# WORK INSTRUCTIONS
Check each line of the material below for "create" and copy those where it appears.

# EXERCISE DATA
-=-=-

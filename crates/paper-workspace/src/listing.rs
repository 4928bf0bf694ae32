//! Categorized workspace listing.

use serde::Serialize;
use walkdir::WalkDir;

use crate::error::Result;
use crate::workspace::{file_name, modified_secs, Workspace};

#[derive(Debug, Clone, Serialize)]
pub struct FileEntry {
    pub name: String,
    #[serde(rename = "type")]
    pub entry_type: String,
    pub size: u64,
    pub modified: Option<f64>,
    /// Path relative to the workspace root.
    pub path: String,
    /// Path relative to the category directory.
    pub category_path: String,
    pub category: String,
}

#[derive(Debug, Clone, Default, Serialize)]
pub struct CategorizedFiles {
    pub code: Vec<FileEntry>,
    pub logs: Vec<FileEntry>,
    pub outputs: Vec<FileEntry>,
    pub papers: Vec<FileEntry>,
    pub attachments: Vec<FileEntry>,
}

impl Workspace {
    /// Five fixed buckets: `code`, `logs`, `outputs` (their directories,
    /// recursive), `papers` (the single top-level `paper.md`) and
    /// `attachments` (`attachment/`, recursive).
    pub fn list_by_category(&self) -> Result<CategorizedFiles> {
        let mut listing = CategorizedFiles {
            code: self.scan_category("code", "code")?,
            logs: self.scan_category("logs", "logs")?,
            outputs: self.scan_category("outputs", "outputs")?,
            attachments: self.scan_category("attachment", "attachments")?,
            ..Default::default()
        };

        let paper = self.root().join("paper.md");
        if paper.is_file() {
            let metadata = paper.metadata()?;
            listing.papers.push(FileEntry {
                name: file_name(&paper),
                entry_type: "file".to_string(),
                size: metadata.len(),
                modified: modified_secs(&metadata),
                path: "paper.md".to_string(),
                category_path: "paper.md".to_string(),
                category: "papers".to_string(),
            });
        }

        Ok(listing)
    }

    fn scan_category(&self, subdir: &str, category: &str) -> Result<Vec<FileEntry>> {
        let dir = self.root().join(subdir);
        let mut entries = Vec::new();
        if !dir.is_dir() {
            return Ok(entries);
        }

        for entry in WalkDir::new(&dir).into_iter().filter_map(|e| e.ok()) {
            if !entry.file_type().is_file() {
                continue;
            }
            let metadata = entry.metadata().map_err(std::io::Error::other)?;
            let category_path = entry
                .path()
                .strip_prefix(&dir)
                .unwrap_or(entry.path())
                .to_string_lossy()
                .into_owned();
            let path = entry
                .path()
                .strip_prefix(self.root())
                .unwrap_or(entry.path())
                .to_string_lossy()
                .into_owned();

            entries.push(FileEntry {
                name: file_name(entry.path()),
                entry_type: "file".to_string(),
                size: metadata.len(),
                modified: modified_secs(&metadata),
                path,
                category_path,
                category: category.to_string(),
            });
        }

        entries.sort_by(|a, b| a.name.to_lowercase().cmp(&b.name.to_lowercase()));
        Ok(entries)
    }
}

#[cfg(test)]
mod tests {
    use super::*;
    use tempfile::TempDir;

    #[tokio::test]
    async fn listing_fills_all_five_buckets() {
        let dir = TempDir::new().unwrap();
        let ws = Workspace::create(dir.path(), "w1").await.unwrap();

        ws.write("code/analysis.py", "print(1)").await.unwrap();
        ws.write("logs/run.log", "ok").await.unwrap();
        ws.write("outputs/plots/plot_1.png", "png").await.unwrap();
        ws.write("attachment/data/input.csv", "a,b").await.unwrap();
        ws.write("paper.md", "# Paper").await.unwrap();

        let listing = ws.list_by_category().unwrap();
        assert_eq!(listing.code.len(), 1);
        assert_eq!(listing.logs.len(), 1);
        assert_eq!(listing.outputs.len(), 1);
        assert_eq!(listing.papers.len(), 1);
        assert_eq!(listing.attachments.len(), 1);

        assert_eq!(listing.outputs[0].path, "outputs/plots/plot_1.png");
        assert_eq!(listing.outputs[0].category_path, "plots/plot_1.png");
        assert_eq!(listing.attachments[0].category, "attachments");
    }

    #[tokio::test]
    async fn missing_paper_means_empty_papers_bucket() {
        let dir = TempDir::new().unwrap();
        let ws = Workspace::create(dir.path(), "w2").await.unwrap();
        let listing = ws.list_by_category().unwrap();
        assert!(listing.papers.is_empty());
    }
}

-=-=-

# OUTPUT OF THE TASK
        let ws = Workspace::create(dir.path(), "w1").await.unwrap();
        let ws = Workspace::create(dir.path(), "w2").await.unwrap();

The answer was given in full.